Task item » Reproduce exactly, and nothing but, the lines between the one with "self.warning_count" and the end of the entries, both ends included.

Given data »
============

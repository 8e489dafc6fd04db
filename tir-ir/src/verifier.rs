//! IR Verifier
//!
//! Walks a whole module and records every rule violation instead of stopping
//! at the first. Unreachable blocks are reported as warnings; everything else
//! is an error. The module is never modified, so a failing module can still
//! be inspected and printed.

use log::debug;
use crate::cfg::{ControlFlowGraph, DominatorTree};
use crate::function::FunctionData;
use crate::instructions::InstKind;
use crate::module::{Module, Symbol};
use crate::printer;
use crate::typing;
use crate::values::{BlockId, FuncId, GlobalId, InstRef, Value};
use tir_common::{Diagnostic, DiagnosticKind, DiagnosticReporter, IrError, IrResult, Severity};

/// Verifier options
#[derive(Debug, Clone, PartialEq, Eq)]
pub struct VerifierConfig {
    /// Stop after this many diagnostics (0 = unlimited)
    pub max_diagnostics: usize,
    /// Emit warnings for blocks unreachable from the entry
    pub report_unreachable: bool,
}

impl Default for VerifierConfig {
    fn default() -> Self {
        Self {
            max_diagnostics: 0,
            report_unreachable: true,
        }
    }
}

/// Everything the verifier found, in module order
#[derive(Debug, Clone, PartialEq)]
pub struct VerificationReport {
    diagnostics: Vec<Diagnostic>,
    error_count: usize,
    warning_count: usize,
    summary: String,
}

impl VerificationReport {
    fn from_reporter(reporter: DiagnosticReporter) -> Self {
        let error_count = reporter.error_count();
        let warning_count = reporter.warning_count();
        let summary = reporter.summary();
        Self {
            diagnostics: reporter.into_diagnostics(),
            error_count,
            warning_count,
            summary,
        }
    }

    pub fn diagnostics(&self) -> &[Diagnostic] {
        &self.diagnostics
    }

    pub fn has_errors(&self) -> bool {
        self.error_count > 0
    }

    pub fn errors(&self) -> impl Iterator<Item = &Diagnostic> {
        self.diagnostics.iter().filter(|d| d.severity == Severity::Error)
    }

    pub fn warnings(&self) -> impl Iterator<Item = &Diagnostic> {
        self.diagnostics.iter().filter(|d| d.severity == Severity::Warning)
    }

    pub fn error_count(&self) -> usize {
        self.error_count
    }

    pub fn warning_count(&self) -> usize {
        self.warning_count
    }

    /// e.g. "2 errors and 1 warning"
    pub fn summary(&self) -> &str {
        &self.summary
    }

    /// `Ok(self)` when only warnings were found
    pub fn into_result(self) -> IrResult<Self> {
        if self.has_errors() {
            Err(IrError::VerificationFailed {
                diagnostics: self.diagnostics,
            })
        } else {
            Ok(self)
        }
    }
}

============

Answer to this problem »
        self.warning_count
    }

    /// e.g. "2 errors and 1 warning"
    pub fn summary(&self) -> &str {
        &self.summary
    }

    /// `Ok(self)` when only warnings were found
    pub fn into_result(self) -> IrResult<Self> {
        if self.has_errors() {
            Err(IrError::VerificationFailed {
                diagnostics: self.diagnostics,
            })
        } else {
            Ok(self)
        }
    }
}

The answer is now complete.